Stored data
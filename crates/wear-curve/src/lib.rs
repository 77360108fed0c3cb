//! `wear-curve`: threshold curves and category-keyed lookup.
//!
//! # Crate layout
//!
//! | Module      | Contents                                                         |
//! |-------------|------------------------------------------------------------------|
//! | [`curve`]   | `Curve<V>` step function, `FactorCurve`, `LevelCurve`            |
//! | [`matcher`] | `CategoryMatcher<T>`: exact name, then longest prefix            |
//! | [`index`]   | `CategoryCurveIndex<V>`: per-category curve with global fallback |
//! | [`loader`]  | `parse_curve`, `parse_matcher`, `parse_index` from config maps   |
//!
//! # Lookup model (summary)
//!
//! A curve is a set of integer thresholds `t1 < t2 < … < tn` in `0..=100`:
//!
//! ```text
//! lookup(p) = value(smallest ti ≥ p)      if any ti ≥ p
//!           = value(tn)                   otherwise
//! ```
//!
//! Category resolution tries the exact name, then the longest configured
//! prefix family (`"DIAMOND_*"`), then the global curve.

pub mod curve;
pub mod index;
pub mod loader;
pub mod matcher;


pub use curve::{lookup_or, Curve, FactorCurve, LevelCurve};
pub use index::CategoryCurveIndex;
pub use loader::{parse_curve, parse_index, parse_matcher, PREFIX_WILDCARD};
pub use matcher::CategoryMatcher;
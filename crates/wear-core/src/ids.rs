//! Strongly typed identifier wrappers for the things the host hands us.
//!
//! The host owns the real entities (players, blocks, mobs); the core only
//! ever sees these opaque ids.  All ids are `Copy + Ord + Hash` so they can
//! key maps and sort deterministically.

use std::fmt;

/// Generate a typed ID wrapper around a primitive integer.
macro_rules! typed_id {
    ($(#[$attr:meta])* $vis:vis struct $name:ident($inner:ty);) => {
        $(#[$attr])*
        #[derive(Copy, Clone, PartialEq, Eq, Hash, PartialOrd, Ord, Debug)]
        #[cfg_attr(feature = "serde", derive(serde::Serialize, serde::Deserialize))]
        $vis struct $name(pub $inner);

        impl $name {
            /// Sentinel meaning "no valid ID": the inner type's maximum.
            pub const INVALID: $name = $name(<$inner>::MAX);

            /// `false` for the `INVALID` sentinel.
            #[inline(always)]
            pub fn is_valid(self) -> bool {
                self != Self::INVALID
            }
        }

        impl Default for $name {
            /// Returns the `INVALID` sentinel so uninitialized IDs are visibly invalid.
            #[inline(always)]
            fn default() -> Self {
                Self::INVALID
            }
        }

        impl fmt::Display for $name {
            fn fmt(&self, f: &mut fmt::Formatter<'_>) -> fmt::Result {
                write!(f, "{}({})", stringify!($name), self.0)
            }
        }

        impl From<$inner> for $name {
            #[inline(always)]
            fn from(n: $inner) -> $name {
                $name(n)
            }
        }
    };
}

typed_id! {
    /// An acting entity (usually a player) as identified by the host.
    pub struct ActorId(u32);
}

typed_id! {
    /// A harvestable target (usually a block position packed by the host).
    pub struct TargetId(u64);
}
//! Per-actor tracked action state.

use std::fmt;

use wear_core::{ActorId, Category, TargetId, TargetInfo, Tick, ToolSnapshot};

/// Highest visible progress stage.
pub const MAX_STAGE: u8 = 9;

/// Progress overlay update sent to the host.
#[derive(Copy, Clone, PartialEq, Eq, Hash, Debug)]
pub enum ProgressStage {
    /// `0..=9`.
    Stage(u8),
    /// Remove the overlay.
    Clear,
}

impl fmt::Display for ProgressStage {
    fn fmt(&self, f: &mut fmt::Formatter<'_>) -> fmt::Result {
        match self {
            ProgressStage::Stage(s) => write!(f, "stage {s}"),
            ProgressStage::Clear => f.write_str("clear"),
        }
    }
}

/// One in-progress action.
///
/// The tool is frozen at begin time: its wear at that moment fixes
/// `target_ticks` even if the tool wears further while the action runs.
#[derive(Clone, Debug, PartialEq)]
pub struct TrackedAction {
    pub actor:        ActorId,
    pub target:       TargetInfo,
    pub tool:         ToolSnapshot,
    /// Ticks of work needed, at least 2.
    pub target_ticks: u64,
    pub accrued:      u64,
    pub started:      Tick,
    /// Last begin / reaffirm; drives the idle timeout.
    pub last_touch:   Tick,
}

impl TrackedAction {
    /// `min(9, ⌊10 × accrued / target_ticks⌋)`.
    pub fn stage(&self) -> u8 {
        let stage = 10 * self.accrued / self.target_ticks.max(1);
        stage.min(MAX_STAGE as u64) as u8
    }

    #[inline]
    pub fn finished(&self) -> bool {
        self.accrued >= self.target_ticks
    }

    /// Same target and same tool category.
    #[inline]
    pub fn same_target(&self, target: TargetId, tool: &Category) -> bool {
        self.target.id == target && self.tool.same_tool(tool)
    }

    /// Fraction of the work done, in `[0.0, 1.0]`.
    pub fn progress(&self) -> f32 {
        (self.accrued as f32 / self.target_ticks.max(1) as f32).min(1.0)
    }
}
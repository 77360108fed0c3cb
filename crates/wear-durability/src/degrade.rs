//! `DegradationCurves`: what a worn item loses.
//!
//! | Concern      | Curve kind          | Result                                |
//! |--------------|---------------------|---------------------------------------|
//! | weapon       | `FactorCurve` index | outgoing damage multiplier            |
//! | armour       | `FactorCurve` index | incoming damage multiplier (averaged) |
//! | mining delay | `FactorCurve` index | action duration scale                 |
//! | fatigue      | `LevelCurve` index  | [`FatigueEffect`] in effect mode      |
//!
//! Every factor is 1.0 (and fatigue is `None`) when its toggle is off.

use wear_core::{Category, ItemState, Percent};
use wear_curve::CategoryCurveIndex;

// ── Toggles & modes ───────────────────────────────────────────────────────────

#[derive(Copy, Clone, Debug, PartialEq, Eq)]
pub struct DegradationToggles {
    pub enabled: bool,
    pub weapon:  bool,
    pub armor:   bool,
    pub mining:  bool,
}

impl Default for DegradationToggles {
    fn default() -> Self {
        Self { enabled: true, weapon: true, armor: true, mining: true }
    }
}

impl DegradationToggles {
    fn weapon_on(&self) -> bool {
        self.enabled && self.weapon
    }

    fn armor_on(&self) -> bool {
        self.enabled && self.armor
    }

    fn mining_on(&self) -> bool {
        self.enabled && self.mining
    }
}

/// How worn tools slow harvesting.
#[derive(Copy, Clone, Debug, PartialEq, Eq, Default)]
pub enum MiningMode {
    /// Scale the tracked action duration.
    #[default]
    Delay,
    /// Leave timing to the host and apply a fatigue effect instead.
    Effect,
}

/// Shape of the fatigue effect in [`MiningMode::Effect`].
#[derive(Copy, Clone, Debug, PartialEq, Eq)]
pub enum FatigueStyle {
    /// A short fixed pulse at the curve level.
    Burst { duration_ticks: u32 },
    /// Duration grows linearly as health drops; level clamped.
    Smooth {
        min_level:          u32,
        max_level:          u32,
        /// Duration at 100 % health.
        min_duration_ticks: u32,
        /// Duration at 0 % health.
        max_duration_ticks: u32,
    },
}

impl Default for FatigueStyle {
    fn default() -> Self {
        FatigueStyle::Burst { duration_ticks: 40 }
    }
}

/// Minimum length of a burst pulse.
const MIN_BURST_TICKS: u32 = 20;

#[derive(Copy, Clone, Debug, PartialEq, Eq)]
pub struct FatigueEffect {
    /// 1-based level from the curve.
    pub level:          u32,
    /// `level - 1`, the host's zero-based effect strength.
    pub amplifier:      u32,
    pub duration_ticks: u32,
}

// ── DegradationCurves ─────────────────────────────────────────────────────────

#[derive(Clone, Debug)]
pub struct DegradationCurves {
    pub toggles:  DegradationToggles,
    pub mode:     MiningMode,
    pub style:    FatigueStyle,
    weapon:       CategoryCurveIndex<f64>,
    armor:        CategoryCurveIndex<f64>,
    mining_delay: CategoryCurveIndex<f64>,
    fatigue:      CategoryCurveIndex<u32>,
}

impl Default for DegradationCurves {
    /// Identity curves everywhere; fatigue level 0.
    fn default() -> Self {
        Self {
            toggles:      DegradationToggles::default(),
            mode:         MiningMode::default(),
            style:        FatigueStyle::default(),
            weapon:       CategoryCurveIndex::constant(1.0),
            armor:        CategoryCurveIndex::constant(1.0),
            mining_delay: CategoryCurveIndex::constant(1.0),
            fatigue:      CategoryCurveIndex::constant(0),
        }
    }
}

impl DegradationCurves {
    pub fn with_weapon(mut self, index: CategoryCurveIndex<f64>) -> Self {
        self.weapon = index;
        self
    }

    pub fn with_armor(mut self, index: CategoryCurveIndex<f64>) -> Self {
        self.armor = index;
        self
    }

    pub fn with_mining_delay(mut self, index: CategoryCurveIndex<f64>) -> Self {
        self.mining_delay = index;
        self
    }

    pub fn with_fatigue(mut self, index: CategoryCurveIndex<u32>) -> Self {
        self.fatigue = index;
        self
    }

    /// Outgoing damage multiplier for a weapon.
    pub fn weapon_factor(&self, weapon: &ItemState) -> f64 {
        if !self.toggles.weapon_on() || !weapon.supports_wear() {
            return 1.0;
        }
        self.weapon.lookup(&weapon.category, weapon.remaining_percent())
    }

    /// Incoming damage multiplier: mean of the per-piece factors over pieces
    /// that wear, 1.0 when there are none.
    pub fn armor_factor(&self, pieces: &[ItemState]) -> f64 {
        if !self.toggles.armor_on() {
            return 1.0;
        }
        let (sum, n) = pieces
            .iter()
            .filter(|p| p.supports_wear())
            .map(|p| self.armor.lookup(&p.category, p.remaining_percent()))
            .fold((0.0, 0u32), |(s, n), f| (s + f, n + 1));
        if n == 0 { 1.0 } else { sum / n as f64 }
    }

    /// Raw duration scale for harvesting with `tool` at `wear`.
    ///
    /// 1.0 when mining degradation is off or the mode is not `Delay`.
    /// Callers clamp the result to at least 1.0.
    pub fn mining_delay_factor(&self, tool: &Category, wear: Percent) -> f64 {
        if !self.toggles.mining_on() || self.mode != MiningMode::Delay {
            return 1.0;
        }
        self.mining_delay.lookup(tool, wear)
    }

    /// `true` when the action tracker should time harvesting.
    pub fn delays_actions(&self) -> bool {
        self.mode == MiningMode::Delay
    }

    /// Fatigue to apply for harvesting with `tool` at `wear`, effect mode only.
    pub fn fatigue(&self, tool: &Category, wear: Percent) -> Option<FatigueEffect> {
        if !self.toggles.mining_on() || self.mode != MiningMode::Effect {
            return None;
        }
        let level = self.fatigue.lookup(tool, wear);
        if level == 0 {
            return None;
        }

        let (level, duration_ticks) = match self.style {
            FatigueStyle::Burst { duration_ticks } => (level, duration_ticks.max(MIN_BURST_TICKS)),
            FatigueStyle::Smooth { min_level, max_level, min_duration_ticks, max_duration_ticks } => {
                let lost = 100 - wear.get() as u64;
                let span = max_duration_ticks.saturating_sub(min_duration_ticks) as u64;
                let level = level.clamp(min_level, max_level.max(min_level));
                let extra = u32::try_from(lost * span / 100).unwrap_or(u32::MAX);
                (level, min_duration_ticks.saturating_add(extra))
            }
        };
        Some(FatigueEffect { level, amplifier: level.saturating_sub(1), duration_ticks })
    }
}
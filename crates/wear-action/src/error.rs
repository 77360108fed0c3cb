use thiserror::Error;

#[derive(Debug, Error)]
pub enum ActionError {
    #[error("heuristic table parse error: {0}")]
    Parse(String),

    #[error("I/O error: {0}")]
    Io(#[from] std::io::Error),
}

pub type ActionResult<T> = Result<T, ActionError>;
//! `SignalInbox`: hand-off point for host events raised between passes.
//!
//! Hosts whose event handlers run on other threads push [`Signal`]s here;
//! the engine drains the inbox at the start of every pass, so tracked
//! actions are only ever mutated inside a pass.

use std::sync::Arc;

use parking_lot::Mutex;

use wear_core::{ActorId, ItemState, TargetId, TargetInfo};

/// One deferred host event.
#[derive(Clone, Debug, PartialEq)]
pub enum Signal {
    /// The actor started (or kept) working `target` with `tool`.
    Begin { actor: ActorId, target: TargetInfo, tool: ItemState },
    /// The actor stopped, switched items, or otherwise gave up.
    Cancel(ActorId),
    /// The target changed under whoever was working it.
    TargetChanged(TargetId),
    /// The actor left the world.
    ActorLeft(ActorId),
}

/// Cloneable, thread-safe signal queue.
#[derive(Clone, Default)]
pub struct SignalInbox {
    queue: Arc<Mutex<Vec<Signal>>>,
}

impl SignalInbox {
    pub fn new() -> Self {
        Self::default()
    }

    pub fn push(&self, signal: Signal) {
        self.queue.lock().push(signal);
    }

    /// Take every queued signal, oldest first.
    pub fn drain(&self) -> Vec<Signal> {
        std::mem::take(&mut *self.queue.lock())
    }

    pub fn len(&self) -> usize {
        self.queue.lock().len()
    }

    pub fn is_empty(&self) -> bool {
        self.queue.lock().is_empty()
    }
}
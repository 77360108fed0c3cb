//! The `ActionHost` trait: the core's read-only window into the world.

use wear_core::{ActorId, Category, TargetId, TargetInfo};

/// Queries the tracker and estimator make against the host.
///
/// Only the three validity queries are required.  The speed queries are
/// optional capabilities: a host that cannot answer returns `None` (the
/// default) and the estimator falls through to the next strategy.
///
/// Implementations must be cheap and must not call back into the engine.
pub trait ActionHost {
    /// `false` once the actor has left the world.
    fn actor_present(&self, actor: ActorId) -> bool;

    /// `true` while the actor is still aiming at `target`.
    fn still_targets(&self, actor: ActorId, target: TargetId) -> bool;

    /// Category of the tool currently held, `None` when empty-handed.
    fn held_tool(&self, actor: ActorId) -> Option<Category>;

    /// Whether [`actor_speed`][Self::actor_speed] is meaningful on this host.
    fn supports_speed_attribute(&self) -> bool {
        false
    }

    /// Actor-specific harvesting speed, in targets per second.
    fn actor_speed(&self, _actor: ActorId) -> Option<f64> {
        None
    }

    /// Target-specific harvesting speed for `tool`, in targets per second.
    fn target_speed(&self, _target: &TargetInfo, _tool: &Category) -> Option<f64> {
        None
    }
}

> [What the task requires] Among the lines of the data, identify those with the word "false". Copy each of them.

> [Answer space]
            /// `false` for the `INVALID` sentinel.
    /// `false` once the actor has left the world.
        false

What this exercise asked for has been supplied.